▸ **Stored data**
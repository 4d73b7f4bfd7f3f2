#[derive(Debug, thiserror::Error)]
pub enum PanelError {
    #[error("{0}")]
    Plain(String),
    #[error("{0}")]
    Box(#[from] Box<dyn std::error::Error + Send + Sync>),
    #[error("{0}")]
    Json(#[from] serde_json::Error),
}
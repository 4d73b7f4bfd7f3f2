use egui::{Pos2, Vec2};
use serde::{Deserialize, Serialize};

/// Where a panel starts when nothing was persisted.
pub const DEFAULT_POSITION: Position = Position { x: 24.0, y: 24.0 };

/// Size assumed for a panel that has not been laid out yet.
pub const FALLBACK_PANEL_SIZE: Vec2 = Vec2::new(240.0, 400.0);

/// Offset of the panel's top-left corner from the viewport origin, in points.
#[derive(Debug, Clone, Copy, PartialEq, Serialize, Deserialize)]
pub struct Position {
    pub x: f32,
    pub y: f32,
}

impl Position {
    pub const fn new(x: f32, y: f32) -> Self {
        Self { x, y }
    }
}

impl Default for Position {
    fn default() -> Self {
        DEFAULT_POSITION
    }
}

impl From<Position> for Pos2 {
    fn from(pos: Position) -> Self {
        Pos2::new(pos.x, pos.y)
    }
}

impl From<Pos2> for Position {
    fn from(pos: Pos2) -> Self {
        Self::new(pos.x, pos.y)
    }
}

/// Constrain a candidate position so the whole panel stays inside the viewport.
///
/// `panel` is the measured panel size; a missing or zero dimension falls back to
/// [`FALLBACK_PANEL_SIZE`]. When the panel is larger than the viewport the
/// coordinate floors to `0`. NaN candidates also end up at `0`.
pub fn clamp(x: f32, y: f32, viewport: Vec2, panel: Option<Vec2>) -> Position {
    let panel = panel.unwrap_or(FALLBACK_PANEL_SIZE);
    let width = measured_or(panel.x, FALLBACK_PANEL_SIZE.x);
    let height = measured_or(panel.y, FALLBACK_PANEL_SIZE.y);

    let max_x = (viewport.x - width).max(0.0);
    let max_y = (viewport.y - height).max(0.0);

    Position {
        x: x.max(0.0).min(max_x),
        y: y.max(0.0).min(max_y),
    }
}

fn measured_or(value: f32, fallback: f32) -> f32 {
    if value > 0.0 {
        value
    } else {
        fallback
    }
}
mod menubar;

▸ **Work request**
Using the entries above, quote each line verbatim from the first through the line that contains "impl Default for".

▸ **Response box**
repository 4d73b7f4bfd7f3f2
#[derive(Debug, thiserror::Error)]
pub enum PanelError {
    #[error("{0}")]
    Plain(String),
    #[error("{0}")]
    Box(#[from] Box<dyn std::error::Error + Send + Sync>),
    #[error("{0}")]
    Json(#[from] serde_json::Error),
}
repository 4d73b7f4bfd7f3f2
use egui::{Pos2, Vec2};
use serde::{Deserialize, Serialize};

/// Where a panel starts when nothing was persisted.
pub const DEFAULT_POSITION: Position = Position { x: 24.0, y: 24.0 };

/// Size assumed for a panel that has not been laid out yet.
pub const FALLBACK_PANEL_SIZE: Vec2 = Vec2::new(240.0, 400.0);

/// Offset of the panel's top-left corner from the viewport origin, in points.
#[derive(Debug, Clone, Copy, PartialEq, Serialize, Deserialize)]
pub struct Position {
    pub x: f32,
    pub y: f32,
}

impl Position {
    pub const fn new(x: f32, y: f32) -> Self {
        Self { x, y }
    }
}

impl Default for Position {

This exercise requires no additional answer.